Existe t-il un risque quand on prend l’avion avec des prothèses mammaires ?

EN SAVOIR PLUS: L’augmentation mammaire est une intervention chirurgicale à visée esthétique qui consiste à introduire des prothèses mammaires afin d’augmenter le volume des seins.

Une coque se forme lorsque l’organisme considère l’implant mammaire comme un corps étranger et donc comme une menace. La capsulite contractile peut survenir à n’importe quel moment après la chirurgie, même si elle est plus fréquente pour les prothèses qui sont en place depuis longtemps. Les prothèses mammaires n’augmentent pas le risque de récidive du cancer du sein, d’apparition d’autres cancers, de maladies auto-immunes, de problèmes dermatologiques ou de maladies dégénératives. – Coque fibreuse périprothétique : cette complication imprévisible, qui est une réaction du corps contre l’implant mammaire, peut survenir bilatéralement ou unilatéralement, quelques mois après l’opération. Les implants munis d’une valve présentent un risque plus élevé de fuites que d’autres prothèses mammaires, ce qui peut entraîner une asymétrie des deux seins. Les implants mammaires remplis à l’eau salée physiologique ont presque toujours une enveloppe lisse ce qui mène à un risque plus élevé de formation d’une coque.

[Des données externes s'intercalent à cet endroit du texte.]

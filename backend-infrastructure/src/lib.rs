pub mod config;
pub mod repositories;

pub use config::*;
pub use repositories::*;
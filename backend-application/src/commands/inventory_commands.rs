use tracing::info;

use crate::{AppError, AppState};
use backend_domain::{
    AddInventoryRequest, BeybladeId, InventoryEntry, InventoryStatsUpdate, PlayerId,
};

pub async fn add_to_inventory(
    state: &AppState,
    player_id: PlayerId,
    payload: AddInventoryRequest,
) -> Result<InventoryEntry, AppError> {
    if state.repo.find_player(&player_id).await?.is_none() {
        return Err(AppError::NotFound(format!("player {}", player_id)));
    }
    let Some(beyblade) = state.repo.find_beyblade(&payload.beyblade_id).await? else {
        return Err(AppError::NotFound(format!("beyblade {}", payload.beyblade_id)));
    };

    let owned = state.repo.inventory_entries(Some(&player_id)).await?;
    if owned
        .iter()
        .any(|entry| entry.beyblade_id == payload.beyblade_id)
    {
        return Err(AppError::BadRequest(format!(
            "\"{}\" is already in this player's inventory",
            beyblade.name
        )));
    }

    let entry = state
        .repo
        .insert_inventory_entry(&player_id, &payload.beyblade_id)
        .await?;
    info!(player_id = %player_id, beyblade_id = %payload.beyblade_id, "beyblade added to inventory");
    Ok(entry)
}

pub async fn update_inventory_stats(
    state: &AppState,
    player_id: PlayerId,
    beyblade_id: BeybladeId,
    payload: InventoryStatsUpdate,
) -> Result<InventoryEntry, AppError> {
    for (field, value) in [
        ("attack", payload.attack),
        ("defense", payload.defense),
        ("stamina", payload.stamina),
    ] {
        if !(0..=100).contains(&value) {
            return Err(AppError::BadRequest(format!(
                "{} must be between 0 and 100",
                field
            )));
        }
    }

    let entry = state
        .repo
        .update_inventory_stats(&player_id, &beyblade_id, &payload)
        .await?;
    info!(player_id = %player_id, beyblade_id = %beyblade_id, "inventory stats updated");
    Ok(entry)
}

Ce type de prothèses présente un risque plus élevé de formation d’une coque. Un implant mammaire rugueux ne présente qu’un risque de 2 à 3% de formation d’une coque . En plus, une surface rugueuse limite le risque de rotation de l’implant mammaire ovale.

Prothèses mammaires : un risque accru de développer un cancer rare

On sait aujourd’hui que le risque de cancer classique n’est pas augmenté par la présence des prothèses mammaires.

Ces cas extrêmement rares sont à mettre en balance avec le risque de cancer du sein classique qui est malheureusement d’une femme sur 8 actuellement. Dans la préparation pour votre augmentation mammaire, il vous sera conseillé d’arrêter de fumer et d’éviter les médicaments qui permettront d’accroître le risque de saignement et d’hématome. La rupture d’implant n’est de loin pas le seul risque répertorié, d’autant plus qu’il existe plusieurs techniques. Selon eux, le seul risque important, mais rare, serait  un rejet de l’implant dû à la  formation d’une coque autour de la prothèse. De plus, j’ai les seins très hauts donc je pense que ça risque de faire très “faux” si je met trop gros. Oui, elle est systématique chez les femmes de plus de 35 ans ou ayant des facteurs de risque de cancer du sein. La surveillance des seins par mammographie dans le cadre du dépistage systématique du cancer du sein n’est pas ou peu perturbée par l’implant.